The removal of the requirement for a medical diagnosis of gender dysphoria and supporting medical evidence.
The need for diagnosis is a remnant of a time when we considered being transgender a “disorder”. Although there is value in discussing identity with a medical professional, only the transgender individual themselves can honestly know how they feel concerning their gender identity. A doctor does not know best. I think there should be a need to speak to an expert gender therapist. Still, the need for a diagnosis treats gender dysphoria like a medical condition rather than an intrinsic part of a person’s identity.
Furthermore, not every trans or trans-aligned person experiences a quantifiable amount of gender dysphoria beyond not identifying with their assigned gender. GPs and doctors often overlook this when diagnosing a person because there is a focus on diagnosis for surgery rather than a diagnosis for legal identity. Being trans should be more focused on living as one’s true self rather than attempting to change oneself to a more acceptable version of another gender. This encourages transmedicalism, which discriminates against non-binary people, who can’t necessarily get surgery to appear more like their gender outwardly.
A diagnosis was important before, but the more knowledge we gain about how gender identity works, the more redundant it becomes. We need to shift the focus away from the medical aspects of being trans to humanise the trans community rather than making them appear to be a medical anomaly.
Provisions enabling applicants to make a statutory declaration that they have lived in the acquired gender for a minimum of three months (rather than the current period of two years) and that they intend to live permanently in their acquired gender.
Gender is a spectrum and is often very fluid.
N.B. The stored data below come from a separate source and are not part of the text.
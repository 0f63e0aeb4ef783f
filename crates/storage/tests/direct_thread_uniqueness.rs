use shared::domain::{DirectPairKey, MessageScope, ThreadInsert};
use storage::Storage;

#[tokio::test(flavor = "multi_thread", worker_threads = 4)]
async fn concurrent_inserts_for_one_pair_share_a_single_thread() {
    let dir = tempfile::tempdir().expect("tempdir");
    let database_url = format!(
        "sqlite://{}",
        dir.path()
            .join("threads.db")
            .to_string_lossy()
            .replace('\\', "/")
    );
    let storage = Storage::new(&database_url).await.expect("db");
    let alice = storage.create_user("alice").await.expect("alice");
    let bob = storage.create_user("bob").await.expect("bob");

    let mut handles = Vec::new();
    for i in 0..8 {
        let storage = storage.clone();
        let pair = if i % 2 == 0 {
            DirectPairKey::new(alice, bob)
        } else {
            DirectPairKey::new(bob, alice)
        };
        handles.push(tokio::spawn(async move {
            let outcome = storage.insert_direct_thread(pair).await.expect("insert");
            storage
                .insert_participants(outcome.thread_id(), &pair.members())
                .await
                .expect("participants");
            outcome
        }));
    }

    let mut outcomes = Vec::new();
    for handle in handles {
        outcomes.push(handle.await.expect("join"));
    }

    let created = outcomes
        .iter()
        .filter(|o| matches!(o, ThreadInsert::Created(_)))
        .count();
    assert_eq!(created, 1);
    let thread = outcomes[0].thread_id();
    assert!(outcomes.iter().all(|o| o.thread_id() == thread));

    let threads = storage.list_threads_for_user(alice).await.expect("list");
    assert_eq!(threads.len(), 1);
    assert_eq!(threads[0].participants.len(), 2);

    storage
        .insert_message(MessageScope::Thread(thread), bob, "hi", None)
        .await
        .expect("dm");
    let page = storage
        .list_messages(MessageScope::Thread(thread), 50, 0)
        .await
        .expect("page");
    assert_eq!(page.len(), 1);
}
The current legislation encourages trans people to decide their gender at a very young age. This makes it harder to prevent trans people from going through puberty with the sex they do not align with.
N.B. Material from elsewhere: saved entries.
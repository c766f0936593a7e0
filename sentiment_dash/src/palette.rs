use egui::Color32;

pub const HYPE: Color32 = Color32::from_rgb(0x00, 0x7b, 0xff);
pub const FEAR: Color32 = Color32::from_rgb(0xff, 0x9f, 0x1c);
pub const ANGER: Color32 = Color32::from_rgb(0xd6, 0x30, 0x31);
pub const NOISE: Color32 = Color32::from_rgb(0x63, 0x6e, 0x72);
pub const VOL_FILL: Color32 = Color32::from_rgb(0xe9, 0xec, 0xef);
pub const UNKNOWN_SENTIMENT: Color32 = Color32::from_rgb(0xde, 0xe2, 0xe6);

pub const WICK: Color32 = Color32::from_rgb(0xad, 0xb5, 0xbd);
pub const CONTEXT_LINE: Color32 = Color32::from_rgb(0xce, 0xd4, 0xda);
pub const AXIS_MUTED: Color32 = Color32::from_rgb(0x6c, 0x75, 0x7d);
pub const TREND_UP: Color32 = Color32::from_rgb(0x2e, 0xcc, 0x71);
pub const TREND_DOWN: Color32 = Color32::from_rgb(0xff, 0x76, 0x75);

/// Stops of the fear legend bar.
pub const LEGEND_STOPS: [(f32, Color32); 3] = [
    (0.0, Color32::from_rgb(0xfe, 0xe5, 0xd9)),
    (0.5, Color32::from_rgb(0xfb, 0x6a, 0x4a)),
    (1.0, Color32::from_rgb(0xcb, 0x18, 0x1d)),
];

pub const FEAR_DOMAIN: (f64, f64) = (0.45, 0.75);

/// Nine-class sequential "Reds" scheme.
const REDS: [[u8; 3]; 9] = [
    [0xff, 0xf5, 0xf0],
    [0xfe, 0xe0, 0xd2],
    [0xfc, 0xbb, 0xa1],
    [0xfc, 0x92, 0x72],
    [0xfb, 0x6a, 0x4a],
    [0xef, 0x3b, 0x2c],
    [0xcb, 0x18, 0x1d],
    [0xa5, 0x0f, 0x15],
    [0x67, 0x00, 0x0d],
];

#[derive(Debug, Clone, Copy, PartialEq, Eq, Hash)]
pub enum Sentiment {
    Hype,
    Fear,
    Anger,
    Noise,
}

impl Sentiment {
    pub const ALL: [Sentiment; 4] = [
        Sentiment::Hype,
        Sentiment::Fear,
        Sentiment::Anger,
        Sentiment::Noise,
    ];

    pub fn as_str(&self) -> &'static str {
        match self {
            Sentiment::Hype => "Hype",
            Sentiment::Fear => "Fear",
            Sentiment::Anger => "Anger",
            Sentiment::Noise => "Noise",
        }
    }

    pub fn color(&self) -> Color32 {
        match self {
            Sentiment::Hype => HYPE,
            Sentiment::Fear => FEAR,
            Sentiment::Anger => ANGER,
            Sentiment::Noise => NOISE,
        }
    }

    /// Case-insensitive label lookup (`fEAR` resolves to `Fear`).
    pub fn from_label(label: &str) -> Option<Self> {
        let key = capitalize(label);
        Self::ALL.into_iter().find(|s| s.as_str() == key)
    }
}

/// First char upper-cased, the rest lower-cased.
pub fn capitalize(s: &str) -> String {
    let mut chars = s.chars();
    match chars.next() {
        Some(first) => first.to_uppercase().chain(chars.flat_map(char::to_lowercase)).collect(),
        None => String::new(),
    }
}

/// Badge color for a free-text sentiment label.
pub fn sentiment_color(label: &str) -> Color32 {
    Sentiment::from_label(label)
        .map(|s| s.color())
        .unwrap_or(UNKNOWN_SENTIMENT)
}

/// Candle body fill for a fear ratio. The ratio is mapped linearly over
/// [`FEAR_DOMAIN`] and clamped, so values past either end take the end color.
pub fn fear_color(fear_ratio: f64) -> Color32 {
    let (d0, d1) = FEAR_DOMAIN;
    let t = (fear_ratio - d0) / (d1 - d0);
    interpolate_reds(if t.is_nan() { 0.0 } else { t })
}

/// Uniform cubic B-spline through the scheme colors, per channel.
pub fn interpolate_reds(t: f64) -> Color32 {
    let n = REDS.len() - 1;
    let (t, i) = if t <= 0.0 {
        (0.0, 0)
    } else if t >= 1.0 {
        (1.0, n - 1)
    } else {
        (t, (t * n as f64).floor() as usize)
    };
    let local = (t - i as f64 / n as f64) * n as f64;

    let mut rgb = [0u8; 3];
    for (ch, out) in rgb.iter_mut().enumerate() {
        let v1 = REDS[i][ch] as f64;
        let v2 = REDS[i + 1][ch] as f64;
        let v0 = if i > 0 { REDS[i - 1][ch] as f64 } else { 2.0 * v1 - v2 };
        let v3 = if i < n - 1 { REDS[i + 2][ch] as f64 } else { 2.0 * v2 - v1 };
        *out = basis(local, v0, v1, v2, v3).round().clamp(0.0, 255.0) as u8;
    }
    Color32::from_rgb(rgb[0], rgb[1], rgb[2])
}

fn basis(t1: f64, v0: f64, v1: f64, v2: f64, v3: f64) -> f64 {
    let t2 = t1 * t1;
    let t3 = t2 * t1;
    ((1.0 - 3.0 * t1 + 3.0 * t2 - t3) * v0
        + (4.0 - 6.0 * t2 + 3.0 * t3) * v1
        + (1.0 + 3.0 * t1 + 3.0 * t2 - 3.0 * t3) * v2
        + t3 * v3)
        / 6.0
}

/// Linear blend over `LEGEND_STOPS`, used by the legend bar.
pub fn legend_color(t: f32) -> Color32 {
    let t = t.clamp(0.0, 1.0);
    for w in LEGEND_STOPS.windows(2) {
        let (a_t, a) = w[0];
        let (b_t, b) = w[1];
        if t <= b_t {
            let f = if b_t > a_t { (t - a_t) / (b_t - a_t) } else { 0.0 };
            return lerp_color(a, b, f);
        }
    }
    LEGEND_STOPS[LEGEND_STOPS.len() - 1].1
}

fn lerp_color(a: Color32, b: Color32, f: f32) -> Color32 {
    let mix = |x: u8, y: u8| (x as f32 + (y as f32 - x as f32) * f).round() as u8;
    Color32::from_rgb(mix(a.r(), b.r()), mix(a.g(), b.g()), mix(a.b(), b.b()))
}

#[cfg(test)]
mod tests {
    use super::*;

    #[test]
    fn labels_resolve_case_insensitively() {
        assert_eq!(Sentiment::from_label("hype"), Some(Sentiment::Hype));
        assert_eq!(Sentiment::from_label("FEAR"), Some(Sentiment::Fear));
        assert_eq!(Sentiment::from_label("aNGER"), Some(Sentiment::Anger));
        assert_eq!(Sentiment::from_label("bullish"), None);
        assert_eq!(sentiment_color("nOiSe"), NOISE);
        assert_eq!(sentiment_color(""), UNKNOWN_SENTIMENT);
        assert_eq!(sentiment_color("greed"), UNKNOWN_SENTIMENT);
    }

    #[test]
    fn fear_color_clamps_at_domain_bounds() {
        let low = fear_color(0.45);
        let high = fear_color(0.75);
        assert_eq!(low, Color32::from_rgb(0xff, 0xf5, 0xf0));
        assert_eq!(high, Color32::from_rgb(0x67, 0x00, 0x0d));
        assert_eq!(fear_color(0.0), low);
        assert_eq!(fear_color(0.30), low);
        assert_eq!(fear_color(0.95), high);
        assert_eq!(fear_color(1.0), high);
    }

    #[test]
    fn fear_color_darkens_with_ratio() {
        let a = fear_color(0.50);
        let b = fear_color(0.60);
        let c = fear_color(0.70);
        assert!(a.g() > b.g() && b.g() > c.g());
        assert_ne!(a, fear_color(0.45));
    }

    #[test]
    fn legend_hits_its_stops() {
        assert_eq!(legend_color(0.0), LEGEND_STOPS[0].1);
        assert_eq!(legend_color(0.5), LEGEND_STOPS[1].1);
        assert_eq!(legend_color(1.0), LEGEND_STOPS[2].1);
    }
}
pub mod loader;
pub mod record;

pub use loader::{load_dataset, parse_comments, parse_market, spawn_load};
pub use record::*;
Reducing the requirement from 2 years to 3 months will help trans people access healthcare and be legally recognised as their correct gender quickly, but I don’t think it goes far enough. Despite the positives, the idea that “they intend to live permanently in their acquired gender” ignores the idea that some trans people’s identity changes and shifts over time. There needs to be room for identities to change over time. If there is not, we will be stuck in a similar situation to which we are now.
The minimum age for applicants to obtain a Gender Recognition Certificate (GRC) should be reduced from 18 to 16.
There is medical research that some trans people are perfectly aware of their gender identity from the age of 5. There are also statistics to show that having little-to-no access to healthcare in their teenage years significantly increases the rates of mental health issues and suicide amongst transgender teenagers.
Healthcare is a human right, with the legal age of medical consent in the UK being 16. Not only should trans people be able to consent to perfectly reversible hormone treatments from the age of 16, but they should also be able to obtain a GRC quickly – at a minimum!
Hormone blockers should be available to pre-teens to help them prevent the experience of going through the wrong puberty. Obviously, they would not be able to medically consent to this, but supportive parents and a doctor who listens should be able to provide access to this for people below the age of 16. It saves lives.
GRCs should be available to people at the age of 16 but should also allow for fluctuations in Gender Identity as that person continues to develop. This should include their ability to reverse the process in the case that they wish to detransition.
If you have any comments on the offences of knowingly making a false application or including incorrect information.
There is a lot of fear around people who falsify their gender identity to take advantage of trans-friendly women’s spaces. These people are not trans. They are sex offenders.
An offence of this scale creates fear and distrust of the trans community and can lead to increases in hate crimes against trans women. Therefore, the consequences of this offence should reflect the crime of falsifying documents and the damage this may have done to trans people internationally and the crimes this false information may have facilitated.
Luckily, very few crimes of this type have been committed. When I last checked, I could only find one case of it in Canada. Nothing in the US. Nothing in the UK. So, there should be legislation in the unlikely case that something like this happens, but I doubt it will have to be used.
If you have any comments on removing powers, introduce a fee.
Healthcare should be free at the point of use. Being legally recognised for who you are is part of coping with gender dysphoria. It is essential for transgender wellbeing. Charging for it is a tax on wellbeing.
Could the Bill’s intended policy outcomes be delivered through other means, such as using existing legislation or another way?
We need to rewrite trans legislation to remove it from the harmful standards of the past. The existing legislation can only be improved upon, so ultimately, as long as it includes the recognition of non-binary people, it does not matter.
I just want to feel welcome in the UK.